SAN FRANCISCO
-Venture capital funds lost 23.3
percent on average during 2002, according to data released
yesterday, marking the second straight year of setbacks for the
once-giddy financiers of dot-com revelry.
Last year's sharp decline followed an average
loss of 27.8 percent in 2001, according to statistics compiled by
research firm Thomson Venture Economics for the National Venture
Capital Association.
The figures reflect a massive fall from the
heights of a high-tech mania that was largely fueled by
venture-capital investments in start-ups aiming to cash in on the
rise of the Internet. Venture capitalists poured $210 billion
into start-ups during the five years ended in 2000.
The high-tech push paid off for venture
capitalists for several years, with hundreds of unprofitable
start-ups able to raise even more cash in initial public
offerings of their stock.
Venture capitalists reaped huge rewards,
highlighted by an average return of 165 percent in 1999.
Since Wall Street began to shun high-tech
companies nearly three years ago, venture capitalists have been
forced to close their worst-performing start-ups and recognize
losses on other young companies struggling to survive.
The reckoning has lopped 59 percent from the
average value of venture-backed start-ups, according to Venture
Economics.

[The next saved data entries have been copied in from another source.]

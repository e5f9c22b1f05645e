//! Time keeping module for PineTime
//!
//! There is no battery-backed clock, so wall time is a reference point plus the time
//! elapsed on the monotonic timer since then.

use chrono::{DateTime, Duration as TimeDelta, NaiveDateTime, Timelike};
use embassy_time::{Duration, Instant};

/// Wall-clock time at a known system instant
#[derive(Clone, Copy)]
pub struct TimeReference {
    /// Local clock time
    time: NaiveDateTime,
    /// Related system time
    instant: Instant,
}

impl TimeReference {
    /// Create a reference from a Unix timestamp taken now, shifted into local time.
    pub fn from_unix(secs: i64, utc_offset_secs: i32) -> Option<Self> {
        let utc = DateTime::from_timestamp(secs, 0)?.naive_utc();
        Some(Self {
            time: utc.checked_add_signed(TimeDelta::seconds(utc_offset_secs as i64))?,
            instant: Instant::now(),
        })
    }
}

/// Local wall clock
#[derive(Clone, Copy)]
pub struct TimeManager {
    reference: TimeReference,
}

impl TimeManager {
    /// Start time keeping from a reference
    pub fn init(reference: TimeReference) -> Self {
        Self { reference }
    }

    /// Get current local time
    pub fn get_time(&self) -> NaiveDateTime {
        let elapsed = Instant::now().duration_since(self.reference.instant);
        self.reference
            .time
            .checked_add_signed(TimeDelta::microseconds(elapsed.as_micros() as i64))
            .unwrap_or(self.reference.time)
    }

    /// Time left until the next full minute
    pub fn until_next_minute(&self) -> Duration {
        let now = self.get_time();
        let into_minute_ms = now.second() as u64 * 1_000 + (now.nanosecond() / 1_000_000) as u64;
        // Leap seconds report up to 1999 ms in the last second
        Duration::from_millis(60_000u64.saturating_sub(into_minute_ms).max(1))
    }
}
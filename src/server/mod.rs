//! Request/response model, the per-request service, and transports.

mod http_server;
mod request;
mod response;
mod service;

pub use http_server::{Listener, LocalTransport, MiniHttpListener, MiniHttpTransport, Transport};
pub use request::{
    from_minihttp, parse_cookies, parse_query_params, strip_context_path, HeaderVec, HttpRequest,
    ParamVec, MAX_INLINE_HEADERS, MAX_INLINE_PARAMS,
};
pub use response::{write_response, HttpResponse};
pub use service::AppService;
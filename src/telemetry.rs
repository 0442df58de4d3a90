//! Structured logging setup.
//!
//! Reads its settings from the environment:
//!
//! | variable                 | values                          | default |
//! |--------------------------|---------------------------------|---------|
//! | `BOOT_LOG_LEVEL`         | trace/debug/info/warn/error     | `info`  |
//! | `BOOT_LOG_FORMAT`        | json/pretty                     | `json`  |
//! | `BOOT_LOG_ASYNC`         | true/false                      | `false` |
//! | `BOOT_LOG_TARGET_FILTER` | comma-separated filter directives | unset |
//!
//! `RUST_LOG`, when set, overrides `BOOT_LOG_LEVEL`.

use std::env;

use anyhow::{Context, Result};
use tracing::Level;
use tracing_appender::non_blocking::WorkerGuard;
use tracing_subscriber::layer::SubscriberExt;
use tracing_subscriber::util::SubscriberInitExt;
use tracing_subscriber::{EnvFilter, Layer};

/// Log format: JSON for production, pretty-print for development
#[derive(Debug, Clone, Copy, PartialEq, Eq)]
pub enum LogFormat {
    Json,
    Pretty,
}

impl LogFormat {
    #[must_use]
    pub fn parse(s: &str) -> Self {
        match s.to_lowercase().as_str() {
            "pretty" => LogFormat::Pretty,
            _ => LogFormat::Json,
        }
    }
}

#[derive(Debug, Clone)]
pub struct LogConfig {
    /// trace/debug/info/warn/error
    pub log_level: String,
    pub format: LogFormat,
    /// Write through a background thread
    pub async_logging: bool,
    /// Extra filter directives, comma-separated
    pub target_filter: Option<String>,
    /// Include file:line location (dev only)
    pub include_location: bool,
}

impl Default for LogConfig {
    fn default() -> Self {
        Self {
            log_level: "info".to_string(),
            format: LogFormat::Json,
            async_logging: false,
            target_filter: None,
            include_location: false,
        }
    }
}

impl LogConfig {
    /// Parse configuration from environment variables with defaults
    #[must_use]
    pub fn from_env() -> Self {
        let defaults = Self::default();
        Self {
            log_level: env::var("BOOT_LOG_LEVEL").unwrap_or(defaults.log_level),
            format: env::var("BOOT_LOG_FORMAT")
                .map(|f| LogFormat::parse(&f))
                .unwrap_or(defaults.format),
            async_logging: env::var("BOOT_LOG_ASYNC")
                .ok()
                .and_then(|s| s.parse().ok())
                .unwrap_or(defaults.async_logging),
            target_filter: env::var("BOOT_LOG_TARGET_FILTER").ok(),
            include_location: defaults.include_location,
        }
    }

    /// Pretty, debug-level, synchronous output
    #[must_use]
    pub fn default_dev() -> Self {
        Self {
            log_level: "debug".to_string(),
            format: LogFormat::Pretty,
            async_logging: false,
            target_filter: None,
            include_location: true,
        }
    }

    #[must_use]
    pub fn level(&self) -> Level {
        match self.log_level.to_lowercase().as_str() {
            "trace" => Level::TRACE,
            "debug" => Level::DEBUG,
            "warn" => Level::WARN,
            "error" => Level::ERROR,
            _ => Level::INFO,
        }
    }

    /// The filter this config resolves to, `RUST_LOG` taking precedence.
    #[must_use]
    pub fn env_filter(&self) -> EnvFilter {
        let mut env_filter = EnvFilter::try_from_default_env()
            .unwrap_or_else(|_| EnvFilter::new(self.level().as_str()));
        if let Ok(directive) = "may_minihttp=warn".parse() {
            env_filter = env_filter.add_directive(directive);
        }
        if let Some(target_filter) = &self.target_filter {
            for filter in target_filter.split(',').map(str::trim).filter(|f| !f.is_empty()) {
                match filter.parse() {
                    Ok(directive) => env_filter = env_filter.add_directive(directive),
                    Err(_) => eprintln!("Warning: Invalid log filter directive: {filter}"),
                }
            }
        }
        env_filter
    }
}

/// Install the global subscriber.
///
/// With `async_logging` the returned guard must be kept alive; dropping it
/// flushes and stops the writer thread.
pub fn init_logging(config: &LogConfig) -> Result<Option<WorkerGuard>> {
    let registry = tracing_subscriber::registry().with(config.env_filter());

    let (writer, guard) = if config.async_logging {
        let (non_blocking, guard) = tracing_appender::non_blocking(std::io::stdout());
        (tracing_subscriber::fmt::writer::BoxMakeWriter::new(non_blocking), Some(guard))
    } else {
        (tracing_subscriber::fmt::writer::BoxMakeWriter::new(std::io::stdout), None)
    };

    let fmt_layer = match config.format {
        LogFormat::Json => tracing_subscriber::fmt::layer()
            .json()
            .with_current_span(true)
            .with_target(true)
            .with_thread_ids(true)
            .with_file(config.include_location)
            .with_line_number(config.include_location)
            .with_writer(writer)
            .boxed(),
        LogFormat::Pretty => tracing_subscriber::fmt::layer()
            .pretty()
            .with_target(true)
            .with_file(config.include_location)
            .with_line_number(config.include_location)
            .with_writer(writer)
            .boxed(),
    };

    registry
        .with(fmt_layer)
        .try_init()
        .context("Failed to initialize logging")?;
    Ok(guard)
}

The downfall left the average valuation of start-ups
at $35 million at the end of 2002, down from $85.8 million at the
end of 2000.
Venture capitalists are taking their cues from
the tech-laden Nasdaq composite index, which dropped by 46
percent from the end of 2000 through 2002.
Last year's 23.3 percent loss for venture
capitalists wasn't as bad as that for the Nasdaq index, which
fell 31.6 percent - little solace for the downtrodden industry.

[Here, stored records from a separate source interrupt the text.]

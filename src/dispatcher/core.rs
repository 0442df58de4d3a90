use std::any::Any;
use std::fmt;
use std::panic::{catch_unwind, AssertUnwindSafe};
use std::sync::atomic::{AtomicBool, Ordering};
use std::sync::Arc;
use std::time::Instant;

use once_cell::sync::OnceCell;
use tracing::{debug, error, info, warn};

use crate::aspect::{
    AspectProvider, AuthenticationAspect, CheckDeclaration, CheckKind, CheckOutcome, FailPolicy,
    GatewayCheckAspect, PermissionsAspect, StaticAspectProvider,
};
use crate::cors::{CorsApplier, DefaultCorsApplier};
use crate::reply::{ActionFault, DefaultReplyConverter, FaultKind, Reply, ReplyConverter};
use crate::router::{bind_params, ActionContext, RouteEntry};
use crate::server::{HttpRequest, HttpResponse};

/// Dispatch stages, in order. Used as a log field.
#[derive(Debug, Clone, Copy, PartialEq, Eq)]
pub enum DispatchStage {
    PreCheck,
    Invoke,
    PostProcess,
    Done,
}

impl DispatchStage {
    #[must_use]
    pub fn as_str(&self) -> &'static str {
        match self {
            DispatchStage::PreCheck => "pre_check",
            DispatchStage::Invoke => "invoke",
            DispatchStage::PostProcess => "post_process",
            DispatchStage::Done => "done",
        }
    }
}

impl fmt::Display for DispatchStage {
    fn fmt(&self, f: &mut fmt::Formatter<'_>) -> fmt::Result {
        f.write_str(self.as_str())
    }
}

/// Best-effort text of a panic payload.
pub(crate) fn panic_message(payload: &(dyn Any + Send)) -> String {
    if let Some(s) = payload.downcast_ref::<&'static str>() {
        (*s).to_string()
    } else if let Some(s) = payload.downcast_ref::<String>() {
        s.clone()
    } else {
        "non-string panic payload".to_string()
    }
}

fn cached<A: ?Sized>(
    cell: &OnceCell<Arc<A>>,
    resolve: impl FnOnce() -> Option<Arc<A>>,
) -> Option<Arc<A>> {
    if let Some(found) = cell.get() {
        return Some(Arc::clone(found));
    }
    let found = resolve()?;
    Some(Arc::clone(cell.get_or_init(|| found)))
}

/// Runs one matched action: pre-checks, invocation, post-processing.
///
/// Holds no per-request state; one dispatcher serves every request
/// concurrently. Aspect implementations are looked up on first use and
/// cached once found.
pub struct RequestDispatcher {
    aspects: Arc<dyn AspectProvider>,
    gateway: OnceCell<Arc<dyn GatewayCheckAspect>>,
    authentication: OnceCell<Arc<dyn AuthenticationAspect>>,
    permissions: OnceCell<Arc<dyn PermissionsAspect>>,
    warned: [AtomicBool; 3],
    fail_policy: FailPolicy,
    converter: Arc<dyn ReplyConverter>,
    cors: Arc<dyn CorsApplier>,
}

impl Default for RequestDispatcher {
    fn default() -> Self {
        Self::new(Arc::new(StaticAspectProvider::new()))
    }
}

impl RequestDispatcher {
    #[must_use]
    pub fn new(aspects: Arc<dyn AspectProvider>) -> Self {
        Self {
            aspects,
            gateway: OnceCell::new(),
            authentication: OnceCell::new(),
            permissions: OnceCell::new(),
            warned: [
                AtomicBool::new(false),
                AtomicBool::new(false),
                AtomicBool::new(false),
            ],
            fail_policy: FailPolicy::Open,
            converter: Arc::new(DefaultReplyConverter::new()),
            cors: Arc::new(DefaultCorsApplier),
        }
    }

    #[must_use]
    pub fn with_fail_policy(mut self, policy: FailPolicy) -> Self {
        self.fail_policy = policy;
        self
    }

    #[must_use]
    pub fn with_converter(mut self, converter: Arc<dyn ReplyConverter>) -> Self {
        self.converter = converter;
        self
    }

    #[must_use]
    pub fn with_cors_applier(mut self, cors: Arc<dyn CorsApplier>) -> Self {
        self.cors = cors;
        self
    }

    #[must_use]
    pub fn fail_policy(&self) -> FailPolicy {
        self.fail_policy
    }

    #[must_use]
    pub fn converter(&self) -> &Arc<dyn ReplyConverter> {
        &self.converter
    }

    /// Run the full pipeline for a matched entry.
    pub fn dispatch(&self, entry: &RouteEntry, req: &HttpRequest) -> HttpResponse {
        let started = Instant::now();

        match catch_unwind(AssertUnwindSafe(|| self.pre_check(entry, req))) {
            Ok(CheckOutcome::Continue) => {}
            Ok(CheckOutcome::ShortCircuit(resp)) => {
                info!(
                    request_id = %req.request_id,
                    handler_name = %entry.name(),
                    status = resp.status,
                    stage = %DispatchStage::PreCheck,
                    "Request short-circuited by pre-check"
                );
                return resp;
            }
            Err(panic) => {
                return self.fault(
                    entry,
                    req,
                    DispatchStage::PreCheck,
                    FaultKind::Panic,
                    panic_message(panic.as_ref()),
                );
            }
        }

        let reply = match self.invoke(entry, req) {
            Ok(reply) => reply,
            Err(resp) => return resp,
        };

        let resp = self.post_process(entry, req, reply);
        debug!(
            request_id = %req.request_id,
            handler_name = %entry.name(),
            status = resp.status,
            stage = %DispatchStage::Done,
            latency_us = started.elapsed().as_micros() as u64,
            "Dispatch complete"
        );
        resp
    }

    /// Run the entry's checks in order. The first short-circuit wins.
    pub fn pre_check(&self, entry: &RouteEntry, req: &HttpRequest) -> CheckOutcome {
        for decl in &entry.checks {
            debug!(
                request_id = %req.request_id,
                handler_name = %entry.name(),
                check = %decl.kind(),
                stage = %DispatchStage::PreCheck,
                "Running check"
            );
            let outcome = match decl {
                CheckDeclaration::Gateway(d) => {
                    match cached(&self.gateway, || self.aspects.gateway()) {
                        Some(aspect) => aspect.check(req, &entry.owner, &entry.meta, d),
                        None => self.missing(CheckKind::Gateway, entry),
                    }
                }
                CheckDeclaration::Authentication(d) => {
                    match cached(&self.authentication, || self.aspects.authentication()) {
                        Some(aspect) => aspect.check(req, &entry.owner, &entry.meta, d),
                        None => self.missing(CheckKind::Authentication, entry),
                    }
                }
                CheckDeclaration::Permissions(d) => {
                    match cached(&self.permissions, || self.aspects.permissions()) {
                        Some(aspect) => aspect.check(req, &entry.owner, &entry.meta, d),
                        None => self.missing(CheckKind::Permissions, entry),
                    }
                }
            };
            if !outcome.is_continue() {
                return outcome;
            }
        }
        CheckOutcome::Continue
    }

    fn missing(&self, kind: CheckKind, entry: &RouteEntry) -> CheckOutcome {
        match self.fail_policy {
            FailPolicy::Open => {
                let slot = &self.warned[kind as usize];
                if !slot.swap(true, Ordering::Relaxed) {
                    warn!(
                        check = %kind,
                        handler_name = %entry.name(),
                        "No aspect registered for declared check, allowing request"
                    );
                }
                CheckOutcome::Continue
            }
            FailPolicy::Closed => {
                info!(check = %kind, handler_name = %entry.name(), "No aspect registered, rejecting");
                CheckOutcome::reject(403, &format!("No {kind} aspect registered"))
            }
        }
    }

    /// Bind parameters and run the action.
    ///
    /// `Err` carries the response to send instead: `400` on a binding
    /// failure, the converter's fault response otherwise.
    pub fn invoke(&self, entry: &RouteEntry, req: &HttpRequest) -> Result<Reply, HttpResponse> {
        let args = if entry.params().is_empty() {
            Vec::new()
        } else {
            bind_params(req, entry.params()).map_err(|e| {
                warn!(
                    request_id = %req.request_id,
                    handler_name = %entry.name(),
                    param = %e.param(),
                    error = %e,
                    stage = %DispatchStage::Invoke,
                    "Parameter binding failed"
                );
                e.to_response()
            })?
        };

        let ctx = ActionContext::new(req, entry.params(), &args);
        let execution_start = Instant::now();
        match catch_unwind(AssertUnwindSafe(|| (entry.action)(&ctx))) {
            Ok(Ok(reply)) => {
                debug!(
                    request_id = %req.request_id,
                    handler_name = %entry.name(),
                    execution_time_us = execution_start.elapsed().as_micros() as u64,
                    stage = %DispatchStage::Invoke,
                    "Action complete"
                );
                Ok(reply)
            }
            Ok(Err(e)) => Err(self.fault(
                entry,
                req,
                DispatchStage::Invoke,
                FaultKind::Error,
                format!("{e:#}"),
            )),
            Err(panic) => Err(self.fault(
                entry,
                req,
                DispatchStage::Invoke,
                FaultKind::Panic,
                panic_message(panic.as_ref()),
            )),
        }
    }

    /// Convert the reply and apply CORS (action-level, else owner-level).
    pub fn post_process(&self, entry: &RouteEntry, req: &HttpRequest, reply: Reply) -> HttpResponse {
        let mut resp = self.converter.convert(reply);
        if let Some(policy) = entry.effective_cors() {
            self.cors.apply(&mut resp, policy, req);
            debug!(
                request_id = %req.request_id,
                handler_name = %entry.name(),
                action_level = entry.cors.is_some(),
                stage = %DispatchStage::PostProcess,
                "CORS applied"
            );
        }
        resp
    }

    fn fault(
        &self,
        entry: &RouteEntry,
        req: &HttpRequest,
        stage: DispatchStage,
        kind: FaultKind,
        message: String,
    ) -> HttpResponse {
        let fault = ActionFault {
            handler: entry.name().to_string(),
            kind,
            message,
        };
        error!(
            request_id = %req.request_id,
            handler_name = %entry.name(),
            stage = %stage,
            fault = %fault,
            "Action fault"
        );
        self.converter.fault(&fault)
    }
}

impl fmt::Debug for RequestDispatcher {
    fn fmt(&self, f: &mut fmt::Formatter<'_>) -> fmt::Result {
        f.debug_struct("RequestDispatcher")
            .field("fail_policy", &self.fail_policy)
            .field("gateway_cached", &self.gateway.get().is_some())
            .field("authentication_cached", &self.authentication.get().is_some())
            .field("permissions_cached", &self.permissions.get().is_some())
            .finish_non_exhaustive()
    }
}
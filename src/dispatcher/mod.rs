//! # Dispatcher Module
//!
//! The [`RequestDispatcher`] runs one matched [`RouteEntry`](crate::router::RouteEntry)
//! through three stages:
//!
//! 1. **PreCheck**: the action's declared checks run in the order gateway,
//!    authentication, permissions. The first short-circuit ends the request
//!    with the aspect's response.
//! 2. **Invoke**: parameters are bound from the request and the action runs
//!    on its owning instance. A binding failure is a `400`. A returned `Err`
//!    or a panic becomes a `500` through the
//!    [`ReplyConverter`](crate::reply::ReplyConverter).
//! 3. **PostProcess**: the reply is converted to a response and CORS headers
//!    are applied.
//!
//! ## Error Handling
//!
//! - Panics in checks and actions are caught with `catch_unwind` and never reach the transport
//! - Missing aspects follow the configured [`FailPolicy`](crate::aspect::FailPolicy)

mod core;

pub use core::{DispatchStage, RequestDispatcher};
pub(crate) use core::panic_message;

"Last year was the worst I have ever seen it in
our business," said 22-year industry veteran Frank R. Kline,
managing partner for Kline Hawkes & Co., a Los Angeles
venture-capital firm.
"There were just so many broken companies out
there," Kline said. "You saw companies that had already [burned]

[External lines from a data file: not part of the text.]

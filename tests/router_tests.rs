//! Route table construction from registered controllers.

use std::sync::Arc;

use brrtboot::aspect::CheckKind;
use brrtboot::container::{wire_all, Component, Registry};
use brrtboot::reply::Reply;
use brrtboot::router::{
    Action, ActionContext, Controller, MethodFilter, OwnerInfo, ParamType, RouteEntry, RouteTable,
    Routes,
};
use http::Method;

mod common;
use common::components::{register_samples, AdminController, PingController};

fn sample_table() -> RouteTable {
    let mut registry = Registry::new();
    register_samples(&mut registry);
    wire_all(&mut registry);
    RouteTable::build(&registry)
}

#[test]
fn test_build_collects_controller_routes() {
    let table = sample_table();
    let routes: Vec<String> = table
        .entries()
        .map(|e| format!("{} {}", e.method(), e.path()))
        .collect();
    assert_eq!(
        routes,
        vec![
            "GET /ping",
            "GET /users/{id}",
            "POST /users",
            "GET /fail",
            "GET /boom",
            "GET /empty",
            "GET /admin/report",
            "GET /admin/open",
        ]
    );
}

#[test]
fn test_lookup_binds_owner_and_params() {
    let table = sample_table();

    let ping = table.lookup(&Method::GET, "/ping").unwrap();
    assert_eq!(ping.entry.name(), "ping");
    assert!(ping.entry.owner.is::<PingController>());
    assert!(ping.path_params.is_empty());

    let user = table.lookup(&Method::GET, "/users/42").unwrap();
    assert_eq!(user.entry.name(), "get_user");
    assert_eq!(user.path_params.len(), 1);
    assert_eq!(&*user.path_params[0].0, "id");
    assert_eq!(user.path_params[0].1, "42");
    assert_eq!(user.entry.params()[0].ty, ParamType::Integer);
}

#[test]
fn test_lookup_misses() {
    let table = sample_table();
    assert!(table.lookup(&Method::GET, "/missing").is_none());
    assert!(table.lookup(&Method::DELETE, "/ping").is_none());
    assert!(table.lookup(&Method::GET, "/users").is_none());
    assert!(table.lookup(&Method::GET, "/users/1/extra").is_none());
}

#[test]
fn test_owner_cors_and_action_cors() {
    let table = sample_table();
    let report = table.lookup(&Method::GET, "/admin/report").unwrap();
    assert!(report.entry.owner.is::<AdminController>());
    assert!(report.entry.cors.is_none());
    assert_eq!(
        report.entry.effective_cors().unwrap().allowed_origins,
        vec!["https://owner.example".to_string()]
    );

    let open = table.lookup(&Method::GET, "/admin/open").unwrap();
    assert_eq!(
        open.entry.effective_cors().unwrap().allowed_origins,
        vec!["https://action.example".to_string()]
    );
}

#[test]
fn test_checks_sorted_by_kind() {
    let table = sample_table();
    let report = table.lookup(&Method::GET, "/admin/report").unwrap();
    let kinds: Vec<CheckKind> = report.entry.checks.iter().map(|c| c.kind()).collect();
    assert_eq!(kinds, vec![CheckKind::Authentication, CheckKind::Permissions]);
}

struct EchoController;
impl Component for EchoController {}
impl Controller for EchoController {
    fn routes(self: Arc<Self>, routes: &mut Routes<'_>) {
        routes
            .any(
                "/echo",
                Action::new("echo_any", |ctx: &ActionContext<'_>| {
                    Reply::text(ctx.request.method.to_string())
                }),
            )
            .post("/echo", Action::new("echo_post", |_ctx: &ActionContext<'_>| "post"))
            .get("/echo/{word}", Action::new("echo_word", |_ctx: &ActionContext<'_>| "word"))
            .get("/echo/static", Action::new("echo_static", |_ctx: &ActionContext<'_>| "static"));
    }
}

#[test]
fn test_method_and_literal_precedence() {
    let mut registry = Registry::new();
    registry.register_controller(EchoController);
    let table = RouteTable::build(&registry);

    assert_eq!(table.lookup(&Method::POST, "/echo").unwrap().entry.name(), "echo_post");
    assert_eq!(table.lookup(&Method::PUT, "/echo").unwrap().entry.name(), "echo_any");
    assert_eq!(table.lookup(&Method::GET, "/echo/").unwrap().entry.name(), "echo_any");
    assert_eq!(
        table.lookup(&Method::GET, "/echo/static").unwrap().entry.name(),
        "echo_static"
    );
    assert_eq!(
        table.lookup(&Method::GET, "/echo/hello").unwrap().entry.name(),
        "echo_word"
    );
}

#[test]
fn test_insert_replaces_same_key() {
    let mut table = RouteTable::new();
    let owner = Arc::new(OwnerInfo::detached());
    table.insert(RouteEntry::new(
        MethodFilter::Only(Method::GET),
        "/x",
        Action::new("first", |_ctx: &ActionContext<'_>| "1"),
        Arc::clone(&owner),
    ));
    table.insert(RouteEntry::new(
        MethodFilter::Only(Method::GET),
        "/x/",
        Action::new("second", |_ctx: &ActionContext<'_>| "2"),
        owner,
    ));
    assert_eq!(table.len(), 1);
    assert_eq!(table.lookup(&Method::GET, "/x").unwrap().entry.name(), "second");
}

through $90 million in venture capital and still had no business
prospects. It was so depressing."
Things were so bad that Kline considered it a
minor triumph when his firm sold a start-up at a 69 percent loss.
"At least we didn't have to write that one down to zero," he
said.
Venture-capital funds typically lose money
during their early years, but the trouble piling up in portfolios
created from 1998 through 2000 will make it tough for them ever
to become profitable, Jesse Reyes, a Venture Economics analyst,
said.
By some estimates, more than 10,000 start-ups
launched during the dot-com bubble are still in business. Many of
them are expected to fail as their money finally runs out. In the
process, many venture capitalists are expected to leave the
industry.
"We are seeing a lot of shrubs and dead weeds
getting cleared out," Reyes said. "Hopefully, what will be left
is a good crop of companies."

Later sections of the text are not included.